In late June 2016, insecurity in Wau increased dramatically, as unidentified gunmen emerged who attacked positions in and outside the state. A state of emergency was declared in Wau, as the Sudan People's Liberation Army (SPLA) moved in to prevent a further escalation of violence. Waya himself claimed to support the emergency declaration, stating " All who are here are rebels, so the Division [5 of the] SPLA is ready and even those who are just walking around are ready". On 24 June 2016, President Kiir unexpectedly sacked Nyipuoc, and just a few hours later, had him arrested. A local SPLA commander declared that Waya had been arrested because he was responsible for the deteriorating situation in the state, claiming that he had no respect for the military and talked "nonsense". Shortly thereafter, the situation escalated completely, as a heavy battle broke out in Wau town, the state's capital.
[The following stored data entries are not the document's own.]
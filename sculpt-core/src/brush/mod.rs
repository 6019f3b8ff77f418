// Copyright (c) 2019-present Dmitry Stepanov and Fyrox Engine contributors.
//
// Permission is hereby granted, free of charge, to any person obtaining a copy
// of this software and associated documentation files (the "Software"), to deal
// in the Software without restriction, including without limitation the rights
// to use, copy, modify, merge, publish, distribute, sublicense, and/or sell
// copies of the Software, and to permit persons to whom the Software is
// furnished to do so, subject to the following conditions:
//
// The above copyright notice and this permission notice shall be included in all
// copies or substantial portions of the Software.
//
// THE SOFTWARE IS PROVIDED "AS IS", WITHOUT WARRANTY OF ANY KIND, EXPRESS OR
// IMPLIED, INCLUDING BUT NOT LIMITED TO THE WARRANTIES OF MERCHANTABILITY,
// FITNESS FOR A PARTICULAR PURPOSE AND NONINFRINGEMENT. IN NO EVENT SHALL THE
// AUTHORS OR COPYRIGHT HOLDERS BE LIABLE FOR ANY CLAIM, DAMAGES OR OTHER
// LIABILITY, WHETHER IN AN ACTION OF CONTRACT, TORT OR OTHERWISE, ARISING FROM,
// OUT OF OR IN CONNECTION WITH THE SOFTWARE OR THE USE OR OTHER DEALINGS IN THE
// SOFTWARE.

//! Brushes: grayscale stamps, influence kernels rasterized from them and the modes a brush can
//! apply to a terrain.

use crate::grid::Grid;
use image::{imageops::FilterType, GrayImage, ImageError, Luma};
use serde::{Deserialize, Serialize};
use std::{
    fmt::{Display, Formatter},
    path::Path,
};
use strum_macros::{AsRefStr, EnumIter, EnumString, VariantNames};

pub mod library;
pub mod mapping;
pub mod stroke;

pub use library::BrushLibrary;
pub use stroke::{BrushStroke, CellChange, StrokeData};

/// An error that may occur during brush stamp loading.
#[derive(Debug)]
pub enum BrushError {
    /// Stamp image could not be read or decoded.
    Image(ImageError),
    /// Stamp image has zero width or height.
    EmptyImage,
}

impl From<ImageError> for BrushError {
    fn from(e: ImageError) -> Self {
        Self::Image(e)
    }
}

impl Display for BrushError {
    fn fmt(&self, f: &mut Formatter<'_>) -> std::fmt::Result {
        match self {
            BrushError::Image(v) => write!(f, "Unable to load brush stamp image: {v}"),
            BrushError::EmptyImage => write!(f, "Brush stamp image is empty."),
        }
    }
}

impl std::error::Error for BrushError {
    fn source(&self) -> Option<&(dyn std::error::Error + 'static)> {
        match self {
            BrushError::Image(v) => Some(v),
            BrushError::EmptyImage => None,
        }
    }
}

/// What a brush does with a terrain on every tick of a stroke.
#[derive(
    Copy,
    Clone,
    Debug,
    Default,
    PartialEq,
    Eq,
    Hash,
    Serialize,
    Deserialize,
    AsRefStr,
    EnumString,
    VariantNames,
    EnumIter,
)]
pub enum BrushEffectMode {
    #[default]
    Raise,
    Lower,
    Flatten,
    Smooth,
    Paint,
    ObjectAdd,
    ObjectRemove,
}

/// Auxiliary tool panel a user interface should show for a mode.
#[derive(Copy, Clone, Debug, PartialEq, Eq, Hash)]
pub enum ToolPanel {
    Flatten,
    Paint,
    Objects,
}

/// Terrain buffer a mode modifies.
#[derive(Copy, Clone, Debug, PartialEq, Eq, Hash)]
pub enum StrokeTarget {
    Heights,
    Splats,
    Instances,
}

impl BrushEffectMode {
    pub fn panel(self) -> Option<ToolPanel> {
        match self {
            BrushEffectMode::Flatten => Some(ToolPanel::Flatten),
            BrushEffectMode::Paint => Some(ToolPanel::Paint),
            BrushEffectMode::ObjectAdd => Some(ToolPanel::Objects),
            _ => None,
        }
    }

    pub fn target(self) -> StrokeTarget {
        match self {
            BrushEffectMode::Raise
            | BrushEffectMode::Lower
            | BrushEffectMode::Flatten
            | BrushEffectMode::Smooth => StrokeTarget::Heights,
            BrushEffectMode::Paint => StrokeTarget::Splats,
            BrushEffectMode::ObjectAdd | BrushEffectMode::ObjectRemove => StrokeTarget::Instances,
        }
    }
}

/// Grayscale image a brush kernel is rasterized from.
#[derive(Clone, Debug)]
pub struct BrushStamp {
    name: String,
    image: GrayImage,
}

impl BrushStamp {
    /// Name of the built-in stamp.
    pub const SOLID: &'static str = "Solid";

    /// Stamp with full influence everywhere.
    pub fn solid() -> Self {
        Self {
            name: Self::SOLID.to_owned(),
            image: GrayImage::from_pixel(1, 1, Luma([u8::MAX])),
        }
    }

    pub fn from_image<S: Into<String>>(name: S, image: GrayImage) -> Result<Self, BrushError> {
        if image.width() == 0 || image.height() == 0 {
            return Err(BrushError::EmptyImage);
        }
        Ok(Self {
            name: name.into(),
            image,
        })
    }

    /// Decodes a stamp from an image file of any supported format, colors are converted to
    /// luminance.
    pub fn from_file<P: AsRef<Path>>(path: P) -> Result<Self, BrushError> {
        let path = path.as_ref();
        let image = image::open(path)?.to_luma8();
        let name = path
            .file_stem()
            .map(|s| s.to_string_lossy().into_owned())
            .unwrap_or_default();
        Self::from_image(name, image)
    }

    pub fn from_memory<S: Into<String>>(name: S, bytes: &[u8]) -> Result<Self, BrushError> {
        let image = image::load_from_memory(bytes)?.to_luma8();
        Self::from_image(name, image)
    }

    #[inline]
    pub fn name(&self) -> &str {
        &self.name
    }

    #[inline]
    pub fn image(&self) -> &GrayImage {
        &self.image
    }
}

/// Square grid of brush influence values in `[0; 1]`.
#[derive(Clone, Debug, Default, PartialEq)]
pub struct BrushKernel {
    values: Grid<f32>,
}

impl BrushKernel {
    /// Resamples the stamp to `size * size` pixels with a smooth filter and converts every pixel
    /// to influence by normalizing its luminance to `[0; 1]`.
    pub fn generate(stamp: &BrushStamp, size: usize) -> Self {
        if size == 0 {
            return Self::default();
        }

        let extent = size as u32;
        let scaled = image::imageops::resize(stamp.image(), extent, extent, FilterType::Triangle);
        Self {
            values: Grid::from_fn(size, size, |x, z| {
                scaled.get_pixel(x as u32, z as u32)[0] as f32 / u8::MAX as f32
            }),
        }
    }

    /// Kernel with the same influence everywhere.
    pub fn filled(size: usize, influence: f32) -> Self {
        Self {
            values: Grid::new(size, size, influence.clamp(0.0, 1.0)),
        }
    }

    /// Side length of the kernel.
    #[inline]
    pub fn size(&self) -> usize {
        self.values.width()
    }

    /// Influence at the given kernel cell, zero outside of the kernel.
    #[inline]
    pub fn influence(&self, x: usize, z: usize) -> f32 {
        self.values.get(x, z).copied().unwrap_or_default()
    }

    #[inline]
    pub fn values(&self) -> &Grid<f32> {
        &self.values
    }
}

/// Parameters of a brush for one tick of a stroke. Shape and size are defined by the kernel
/// passed alongside.
#[derive(Clone, Debug, PartialEq)]
pub struct Brush {
    /// Strength in `[0; 1]`, scales kernel influence.
    pub strength: f32,
    /// Normalized height the flatten mode moves the surface to.
    pub flatten_target: f32,
    /// Index of the paint layer that gains weight.
    pub paint_layer: usize,
    /// Amount of weight added per unit of influence.
    pub paint_multiplier: f32,
    pub objects: ObjectScatter,
}

impl Default for Brush {
    fn default() -> Self {
        Self {
            strength: 0.5,
            flatten_target: 0.16,
            paint_layer: 0,
            paint_multiplier: 80.0,
            objects: Default::default(),
        }
    }
}

/// How new object instances are created.
#[derive(Clone, Debug, PartialEq)]
pub struct ObjectScatter {
    /// Prototype (object layer) of new instances.
    pub prototype: usize,
    pub height_min: f32,
    pub height_max: f32,
    pub width_min: f32,
    pub width_max: f32,
}

impl Default for ObjectScatter {
    fn default() -> Self {
        Self {
            prototype: 0,
            height_min: 0.8,
            height_max: 1.2,
            width_min: 0.8,
            width_max: 1.2,
        }
    }
}

#[cfg(test)]
mod tests {
    use super::*;
    use approx::assert_relative_eq;
    use std::str::FromStr;
    use strum::IntoEnumIterator;

    #[test]
    fn white_stamp_gives_full_influence() {
        let stamp = BrushStamp::from_image("white", GrayImage::from_pixel(16, 16, Luma([255])))
            .unwrap();
        let kernel = BrushKernel::generate(&stamp, 5);
        assert_eq!(kernel.size(), 5);
        for value in kernel.values().iter() {
            assert_relative_eq!(*value, 1.0);
        }
    }

    #[test]
    fn luminance_is_normalized_once() {
        let stamp =
            BrushStamp::from_image("gray", GrayImage::from_pixel(4, 4, Luma([51]))).unwrap();
        let kernel = BrushKernel::generate(&stamp, 4);
        assert_relative_eq!(kernel.influence(1, 2), 0.2, epsilon = 1.0e-6);
        assert_eq!(kernel.influence(4, 0), 0.0);
    }

    #[test]
    fn gradient_stamp_keeps_its_shape_when_downsampled() {
        let image = GrayImage::from_fn(64, 64, |x, _| Luma([(x * 4).min(255) as u8]));
        let stamp = BrushStamp::from_image("gradient", image).unwrap();
        let kernel = BrushKernel::generate(&stamp, 8);
        assert!(kernel.influence(0, 3) < kernel.influence(4, 3));
        assert!(kernel.influence(4, 3) < kernel.influence(7, 3));
    }

    #[test]
    fn empty_and_broken_stamps_are_rejected() {
        assert!(matches!(
            BrushStamp::from_image("empty", GrayImage::new(0, 3)),
            Err(BrushError::EmptyImage)
        ));
        assert!(matches!(
            BrushStamp::from_memory("garbage", &[1, 2, 3, 4]),
            Err(BrushError::Image(_))
        ));
    }

    #[test]
    fn modes_report_panels_and_targets() {
        assert_eq!(BrushEffectMode::iter().count(), 7);
        assert_eq!(BrushEffectMode::Flatten.panel(), Some(ToolPanel::Flatten));
        assert_eq!(BrushEffectMode::Paint.panel(), Some(ToolPanel::Paint));
        assert_eq!(BrushEffectMode::ObjectAdd.panel(), Some(ToolPanel::Objects));
        assert_eq!(BrushEffectMode::ObjectRemove.panel(), None);
        assert_eq!(BrushEffectMode::Smooth.target(), StrokeTarget::Heights);
        assert_eq!(
            BrushEffectMode::ObjectRemove.target(),
            StrokeTarget::Instances
        );
        assert_eq!(
            BrushEffectMode::from_str("ObjectAdd"),
            Ok(BrushEffectMode::ObjectAdd)
        );
    }
}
By late 25 June, the army claimed to have secured the town and searched for hiding insurgents.

Three days later, however, Wau town was attacked by a major force of insurgence, reportedly 700 fighters, under the "command of [a] dissident South Sudanese politician and joined by other Sudanese militias". Government officials claimed that most assailants belonged to the "Islamic Movement for Liberation of Raja".